In neurotrophic viruses including all enteroviruses, redundant RNA sequences within the viral capsid act as an “ancestral” hub for successful retroviral replication by encoding Activity-regulated cytoskeleton-associated protein (Arc-Gag complexes). The Arc-Gag complex facilitates the assemble of viral RNA genomes into a spherical virion [33] Interestingly, evolutionary analysis indicates that Arc protein complexes are derived from retrotransposons, which are also ancestral to retroviruses with highly conserved homology to human protein isoforms, repurposed during evolution to mediate intra and intercellular communication at synaptic junctions via specific RNA sequences [34].

Part II: Raiders of the lost Arc: How viral Arc-Gag complexes produce neurodegeneration:

Neurotrophic viruses maintain a rudimentary level of “consciousness” with the capacity to “communicate” between separate species, “perceive” time and space at a molecular level and engage in “quorums” through neurotransmitter signaling through selective gene editing. These “best fit” strategies in the viral quorum are driven by phosphorylation- dephosphorylation pathways encoded within Arc to ensure viral particles to infect cells at the neuromuscular junction [35] .

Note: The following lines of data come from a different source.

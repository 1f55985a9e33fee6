//! Shadow call stack rebuilt from observed calls, returns and SP movement.

use crate::m68k::opcode::InstructionKind;

#[derive(Debug, Clone, Copy, PartialEq, Eq)]
pub struct StackFrame {
    /// SP right after the call pushed its return address.
    pub stack_pointer: u32,
    /// First instruction of the called subroutine.
    pub callee: u32,
    pub return_address: u32,
}

/// Frames are kept bottom-first; the top of stack is the last element and
/// always has the lowest `stack_pointer`.
#[derive(Debug, Default)]
pub struct CallStack {
    frames: Vec<StackFrame>,
    /// Class of the instruction seen on the previous callback.
    latched: InstructionKind,
}

impl CallStack {
    pub fn new() -> Self {
        Self::default()
    }

    /// Applies the effect of the previously latched instruction now that the
    /// core is about to execute `pc` with stack pointer `sp`.
    ///
    /// `read_return` is only consulted after a call and reads the long at SP.
    pub fn observe(&mut self, pc: u32, sp: u32, read_return: impl FnOnce(u32) -> Option<u32>) {
        match std::mem::take(&mut self.latched) {
            InstructionKind::Call => self.frames.push(StackFrame {
                stack_pointer: sp,
                callee: pc,
                return_address: read_return(sp).unwrap_or(0),
            }),
            InstructionKind::Return => {
                self.frames.pop();
            }
            InstructionKind::Other => {}
        }

        // SP edits or unmodelled control flow: anything above the live SP is gone.
        while self.frames.last().is_some_and(|top| top.stack_pointer < sp) {
            self.frames.pop();
        }
    }

    /// Records the class of the instruction at the current PC for the next
    /// [`observe`](Self::observe).
    #[inline]
    pub fn latch(&mut self, kind: InstructionKind) {
        self.latched = kind;
    }

    pub fn latched(&self) -> InstructionKind {
        self.latched
    }

    /// Frames from the innermost call outwards.
    pub fn frames(&self) -> impl Iterator<Item = &StackFrame> {
        self.frames.iter().rev()
    }

    pub fn top(&self) -> Option<&StackFrame> {
        self.frames.last()
    }

    pub fn depth(&self) -> usize {
        self.frames.len()
    }

    pub fn clear(&mut self) {
        self.frames.clear();
        self.latched = InstructionKind::Other;
    }
}

#[cfg(test)]
mod tests {
    use proptest::prelude::*;

    use super::*;

    fn no_memory(_: u32) -> Option<u32> {
        None
    }

    #[test]
    fn call_pushes_frame_with_return_address() {
        let mut stack = CallStack::new();
        stack.latch(InstructionKind::Call);
        stack.observe(0x400, 0xFFFF_FDFC, |sp| {
            assert_eq!(sp, 0xFFFF_FDFC);
            Some(0x206)
        });

        assert_eq!(
            stack.top(),
            Some(&StackFrame {
                stack_pointer: 0xFFFF_FDFC,
                callee: 0x400,
                return_address: 0x206,
            })
        );
    }

    #[test]
    fn unreadable_return_address_records_zero() {
        let mut stack = CallStack::new();
        stack.latch(InstructionKind::Call);
        stack.observe(0x400, 0x1000, no_memory);
        assert_eq!(stack.top().map(|f| f.return_address), Some(0));
    }

    #[test]
    fn return_pops_exactly_one_frame() {
        let mut stack = CallStack::new();
        for sp in [0x1000, 0x0FFC] {
            stack.latch(InstructionKind::Call);
            stack.observe(0x400, sp, no_memory);
        }
        stack.latch(InstructionKind::Return);
        // SP still equals the outer frame, so only the explicit pop applies.
        stack.observe(0x500, 0x1000, no_memory);
        assert_eq!(stack.depth(), 1);

        stack.latch(InstructionKind::Return);
        stack.observe(0x600, 0x1000, no_memory);
        stack.latch(InstructionKind::Return);
        stack.observe(0x600, 0x1000, no_memory);
        assert_eq!(stack.depth(), 0);
    }

    #[test]
    fn rising_stack_pointer_heals_without_return() {
        let mut stack = CallStack::new();
        for sp in [0x1000, 0x0FF0, 0x0FE0] {
            stack.latch(InstructionKind::Call);
            stack.observe(0x400, sp, no_memory);
        }
        assert_eq!(stack.depth(), 3);

        stack.observe(0x800, 0x0FF8, no_memory);
        assert_eq!(stack.depth(), 1);
        assert_eq!(stack.top().map(|f| f.stack_pointer), Some(0x1000));
    }

    #[test]
    fn frames_iterate_innermost_first() {
        let mut stack = CallStack::new();
        for (pc, sp) in [(0x100, 0x1000), (0x200, 0x0FFC)] {
            stack.latch(InstructionKind::Call);
            stack.observe(pc, sp, no_memory);
        }
        let callees: Vec<u32> = stack.frames().map(|f| f.callee).collect();
        assert_eq!(callees, vec![0x200, 0x100]);
    }

    proptest! {
        /// Balanced call/return traces leave `calls - returns` frames, and each
        /// frame keeps the return address stored at its SP when it was pushed.
        #[test]
        fn depth_tracks_net_calls(ops in prop::collection::vec(any::<bool>(), 0..64)) {
            let mut stack = CallStack::new();
            let mut sp = 0x8000u32;
            let mut expected: Vec<(u32, u32)> = Vec::new();

            for (i, is_call) in ops.into_iter().enumerate() {
                if is_call {
                    sp -= 4;
                    let ret = 0x1000 + i as u32 * 2;
                    stack.latch(InstructionKind::Call);
                    stack.observe(0x4000 + i as u32, sp, |_| Some(ret));
                    expected.push((sp, ret));
                } else if !expected.is_empty() {
                    sp += 4;
                    stack.latch(InstructionKind::Return);
                    stack.observe(0x6000, sp, no_memory);
                    expected.pop();
                }
            }

            prop_assert_eq!(stack.depth(), expected.len());
            let got: Vec<(u32, u32)> = stack
                .frames()
                .map(|f| (f.stack_pointer, f.return_address))
                .collect();
            let want: Vec<(u32, u32)> = expected.into_iter().rev().collect();
            prop_assert_eq!(got, want);
        }
    }
}
mod control;
mod handle;
mod pubsub;
mod runner;
mod snapshot;
mod state;
mod types;

pub use handle::{Runtime, RuntimeHandle};
pub use mdhost_core::FrameCompletion;
pub use types::{
    FRAME_DURATION_NTSC, FRAME_DURATION_PAL, FramePacing, RuntimeConfig, RuntimeError,
    RuntimeEvent,
};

Within the viral capsid the Arc-Gag complex encodes several ATPase-dependent viral helicases which directly participates in enteroviral RNA replication [36]. It is interesting to note that activation of Arc results in epigenetic based histone modifications such as H3K27Ac which have recently been shown to be upregulated in late-onset Alzheimer’s disease, suggesting its possible role in viral mediated neurodegeneration [37]. In support of this hypothesis, the Arc complex binds to the amyloid precursor protein and presenilin1 whereby genetic deletion of Arc reduces Aβ load in a transgenic mouse model of AD [38]. In humans, the Arc-Gag complex binds to calmodulin-dependent protein kinase II α and β (CaMKIIα, and CaMKIIβ, respectively) resulting in cellular depolarization and the activation of glutamate and calcium channels (Zhang et al., 2019), well described pathways involved in the pathogenesis of neurodegeneration (Figure 1).

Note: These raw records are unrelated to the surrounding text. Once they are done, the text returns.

//! State transitions of the generic list.
//!
//! The list only changes after a confirmed success: failures show one toast
//! and leave `items` as they were.

use common::events::{AppEvent, DeleteTarget};
use common::listing::{Identified, ListResource};
use gloo_timers::callback::Timeout;
use web_sys::AbortController;
use yew::prelude::*;
use yew_router::scope_ext::RouterScopeExt;

use super::messages::Msg;
use super::resource::{Outcome, Resource, Step};
use super::state::{FormState, ResourcePage};
use crate::components::toast::toast_api_error;
use crate::http::ApiError;
use crate::routes::Route;

const SEARCH_DEBOUNCE_MILLIS: u32 = 300;

pub fn update<R: Resource>(page: &mut ResourcePage<R>, ctx: &Context<ResourcePage<R>>, msg: Msg<R>) -> bool {
    match msg {
        Msg::Fetch => {
            fetch(page, ctx);
            true
        }
        Msg::Loaded(ticket, Ok(result)) => {
            let applied = page.list.apply_page(ticket, result);
            if applied {
                page.controller = None;
            }
            applied
        }
        Msg::Loaded(ticket, Err(error)) => {
            if error == ApiError::Aborted {
                log::debug!("{} fetch aborted", R::TITLE);
                return false;
            }
            let current = page.list.fail_fetch(ticket, error.to_string());
            if current {
                page.controller = None;
                toast_api_error(&format!("Failed to load {}", R::TITLE.to_lowercase()), &error);
            }
            current
        }
        Msg::SearchInput(value) => {
            page.search_input = value.clone();
            let link = ctx.link().clone();
            // Replacing the timeout drops, and so cancels, the previous one.
            page.debounce = Some(Timeout::new(SEARCH_DEBOUNCE_MILLIS, move || {
                link.send_message(Msg::ApplySearch(value));
            }));
            true
        }
        Msg::ApplySearch(value) => {
            page.debounce = None;
            if page.list.set_search(value) {
                fetch(page, ctx);
                true
            } else {
                false
            }
        }
        Msg::SetPage(number) => {
            if page.list.set_page(number) {
                fetch(page, ctx);
                true
            } else {
                false
            }
        }
        Msg::OpenCreate => {
            page.form = FormState::Create;
            true
        }
        Msg::OpenEdit(id) => match page.list.get(&id) {
            Some(item) => {
                page.form = FormState::Edit(item.clone());
                true
            }
            None => false,
        },
        Msg::CloseForm => {
            page.form = FormState::Closed;
            true
        }
        Msg::RequestDelete(id) => {
            if let Some(kind) = R::DELETE_KIND {
                page.context
                    .bus
                    .emit(AppEvent::OpenDeleteModal(DeleteTarget::new(id, kind)));
            }
            false
        }
        Msg::Deleted(id) => page.list.remove(&id).is_some(),
        Msg::Act(id, action) => {
            let Some(item) = page.list.get(&id).cloned() else {
                return false;
            };
            match R::step(&item, &action) {
                Step::Dialog => {
                    page.dialog = Some((item, action));
                    true
                }
                Step::Run => {
                    page.busy = Some(id.clone());
                    let future = R::perform(page.context.client.clone(), item, action);
                    ctx.link()
                        .send_future(async move { Msg::Performed(id, future.await) });
                    true
                }
                Step::Navigate(route) => {
                    navigate(ctx, route);
                    false
                }
                Step::Emit(event) => {
                    page.context.bus.emit(event);
                    false
                }
            }
        }
        Msg::CloseDialog => {
            page.dialog = None;
            true
        }
        Msg::Done(outcome) => {
            apply(page, ctx, Ok(outcome));
            true
        }
        Msg::Performed(id, result) => {
            if page.busy.as_deref() == Some(id.as_str()) {
                page.busy = None;
            }
            apply(page, ctx, result);
            true
        }
    }
}

/// Starts a fetch of the current page, aborting the one it supersedes.
pub fn fetch<R: Resource>(page: &mut ResourcePage<R>, ctx: &Context<ResourcePage<R>>) {
    page.abort_fetch();
    let controller = AbortController::new().ok();
    let signal = controller.as_ref().map(AbortController::signal);
    page.controller = controller;

    let ticket = page.list.begin_fetch();
    let future = R::fetch(
        page.context.client.clone(),
        page.list.query(),
        ctx.props().filter.clone(),
        signal,
    );
    ctx.link()
        .send_future(async move { Msg::Loaded(ticket, future.await) });
}

/// Effect of an action result on the list.
#[derive(Debug, Clone, PartialEq)]
pub enum Settled {
    /// The list changed to match the server.
    Mutated,
    Navigate(Route),
    Unchanged,
    /// Nothing was touched.
    Failed(ApiError),
}

/// Applies the result of a row action or dialog to `list`. The items only
/// change on success and never trigger a refetch.
pub fn settle<T: Identified>(list: &mut ListResource<T>, result: Result<Outcome<T>, ApiError>) -> Settled {
    let outcome = match result {
        Ok(outcome) => outcome,
        Err(error) => return Settled::Failed(error),
    };
    match outcome {
        Outcome::Insert(item) => list.insert_created(item),
        Outcome::Replace(item) => {
            let id = item.id().to_string();
            if !list.replace(item) {
                log::debug!("{id} left the page before its update");
            }
        }
        Outcome::Remove(id) => {
            list.remove(&id);
        }
        Outcome::Navigate(route) => return Settled::Navigate(route),
        Outcome::Nothing => return Settled::Unchanged,
    }
    Settled::Mutated
}

fn apply<R: Resource>(
    page: &mut ResourcePage<R>,
    ctx: &Context<ResourcePage<R>>,
    result: Result<Outcome<R::Item>, ApiError>,
) {
    if result.is_ok() {
        page.form = FormState::Closed;
        page.dialog = None;
    }
    match settle(&mut page.list, result) {
        Settled::Mutated => {
            if let Some(event) = R::after_mutation() {
                page.context.bus.emit(event);
            }
        }
        Settled::Navigate(route) => navigate(ctx, route),
        Settled::Unchanged => {}
        Settled::Failed(error) => toast_api_error("Action failed", &error),
    }
}

fn navigate<R: Resource>(ctx: &Context<ResourcePage<R>>, route: Route) {
    match ctx.link().navigator() {
        Some(navigator) => {
            navigator.push(&route);
            ctx.props().on_navigate.emit(());
        }
        None => log::error!("no router around the {} list", R::TITLE),
    }
}

#[cfg(test)]
mod tests {
    use common::model::page::Page;
    use common::model::published_link::{LinkStatus, PublishedLink};

    use super::*;

    fn pending(ids: &[&str]) -> ListResource<PublishedLink> {
        let mut list = ListResource::new(10);
        let ticket = list.begin_fetch();
        let rows = ids
            .iter()
            .map(|id| PublishedLink {
                id: id.to_string(),
                status: LinkStatus::Pending,
                ..Default::default()
            })
            .collect();
        list.apply_page(ticket, Page::new(rows, ids.len() as u64));
        list
    }

    fn ids(list: &ListResource<PublishedLink>) -> Vec<&str> {
        list.items().iter().map(|link| link.id.as_str()).collect()
    }

    #[test]
    fn approved_link_leaves_the_list_without_a_refetch() {
        let mut list = pending(&["abc", "def"]);
        let settled = settle(&mut list, Ok(Outcome::Remove("abc".into())));
        assert_eq!(settled, Settled::Mutated);
        assert_eq!(ids(&list), ["def"]);
        assert!(!list.is_loading());
    }

    #[test]
    fn failed_action_leaves_the_list_alone() {
        let mut list = pending(&["abc", "def"]);
        let error = ApiError::Validation {
            status: 400,
            message: "Link already reviewed".into(),
        };
        assert_eq!(settle(&mut list, Err(error.clone())), Settled::Failed(error));
        assert_eq!(ids(&list), ["abc", "def"]);
        assert!(!list.is_loading());
    }

    #[test]
    fn processed_row_is_patched_in_place() {
        let mut list = pending(&["abc", "def"]);
        let approved = PublishedLink {
            id: "def".into(),
            status: LinkStatus::Approved,
            ..Default::default()
        };
        assert_eq!(settle(&mut list, Ok(Outcome::Replace(approved))), Settled::Mutated);
        assert_eq!(ids(&list), ["abc", "def"]);
        assert_eq!(list.get("def").map(|link| link.status), Some(LinkStatus::Approved));
    }

    #[test]
    fn navigation_and_no_op_outcomes_keep_the_items() {
        let mut list = pending(&["abc"]);
        let route = Route::Editor { id: "p1".into() };
        assert_eq!(settle(&mut list, Ok(Outcome::Navigate(route.clone()))), Settled::Navigate(route));
        assert_eq!(settle(&mut list, Ok(Outcome::Nothing)), Settled::Unchanged);
        assert_eq!(ids(&list), ["abc"]);
    }
}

Viral capsid containing Arc-Gag complexes also induces protein aggregation due to excessive activation of CaMK-II [40] particularly the 3C protease to hijack the Endosomal Sorting Complex Required for Transport-III. Viral proteases are capable of penetrate nuclear pores surrounding the nucleus of host cells as a common feature of many structurally different viruses, including HIV[41] Infection due to Coxsackievirus, for instance, has been shown to result in abnormal accumulation of insoluble, misfolded TDP-43 protein aggregates due to a 3C protease, which cleave TDP-43 rendering it incapable of acting as a critical anti-viral repressor protein [42,43]. In EV-71 infection, similar mechanisms relay to 3C proteases facilitates viral RNA replication [44]. Interestingly unbiased analysis of the Sars-Cov2 viral genome also has revealed capsid dependent release of protease 3C protease, which has a direct effect on TDP-43 ectopic expression [45]. Thus, divergent viruses exert similar mechanisms of cytotoxicity involving the activation of 3C proteases suggesting an evolutionarily preserved feature of the Arc-Gag complex.

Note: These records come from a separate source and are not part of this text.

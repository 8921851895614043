use std::fmt;

use serde::{Deserialize, Serialize};

/// Layout family of a starter template.
#[derive(Debug, Clone, Copy, PartialEq, Eq, Hash, Serialize, Deserialize)]
#[serde(rename_all = "kebab-case")]
pub enum TemplateType {
    Standard,
    Partnership,
    ProductLaunch,
    Award,
    Event,
}

impl TemplateType {
    pub const ALL: [TemplateType; 5] = [
        TemplateType::Standard,
        TemplateType::Partnership,
        TemplateType::ProductLaunch,
        TemplateType::Award,
        TemplateType::Event,
    ];

    pub fn as_str(&self) -> &'static str {
        match self {
            TemplateType::Standard => "standard",
            TemplateType::Partnership => "partnership",
            TemplateType::ProductLaunch => "product-launch",
            TemplateType::Award => "award",
            TemplateType::Event => "event",
        }
    }

    pub fn label(&self) -> &'static str {
        match self {
            TemplateType::Standard => "Standard",
            TemplateType::Partnership => "Partnership",
            TemplateType::ProductLaunch => "Product Launch",
            TemplateType::Award => "Award",
            TemplateType::Event => "Event",
        }
    }

    pub fn parse(value: &str) -> Option<Self> {
        Self::ALL.into_iter().find(|kind| kind.as_str() == value)
    }
}

impl fmt::Display for TemplateType {
    fn fmt(&self, f: &mut fmt::Formatter<'_>) -> fmt::Result {
        f.write_str(self.label())
    }
}

/// A static starter document. `content` is HTML with bracketed placeholders
/// such as `[Company Name]` that the author replaces by hand.
#[derive(Debug, Clone, Copy, PartialEq, Eq)]
pub struct Template {
    pub id: &'static str,
    pub title: &'static str,
    pub description: &'static str,
    pub preview_image: &'static str,
    pub kind: TemplateType,
    pub content: &'static str,
}

#[cfg(test)]
mod tests {
    use super::*;

    #[test]
    fn kebab_case_on_the_wire() {
        assert_eq!(
            serde_json::to_value(TemplateType::ProductLaunch).unwrap(),
            "product-launch"
        );
        assert_eq!(TemplateType::parse("award"), Some(TemplateType::Award));
        assert_eq!(TemplateType::parse("all"), None);
    }
}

Gag polyproteins are the only viral protein required for the formation of viral budding as the nucleocapsid domain of Gag is responsible for recognition of specific dimerization and packaging signals in viral RNA [46]. Conversely, incomplete processing at any of the Gag cleavage sites is highly detrimental to virion by disrupting individual steps in the Gag processing cascade [47]. The Arc-Gag complex target host nucleoporins, (including nup62 which forms the central core of the nucleocapsid domain) to promote transport from the cytoplasm to the nucleus to ensure viral replication [48]. It is interesting to note that truncated forms of nup62 have been detected in pre-symptomatic stages of ALS [49].

Part III: The devil is in the details: The Arc-Gag complexes specifically modulates viral helicases.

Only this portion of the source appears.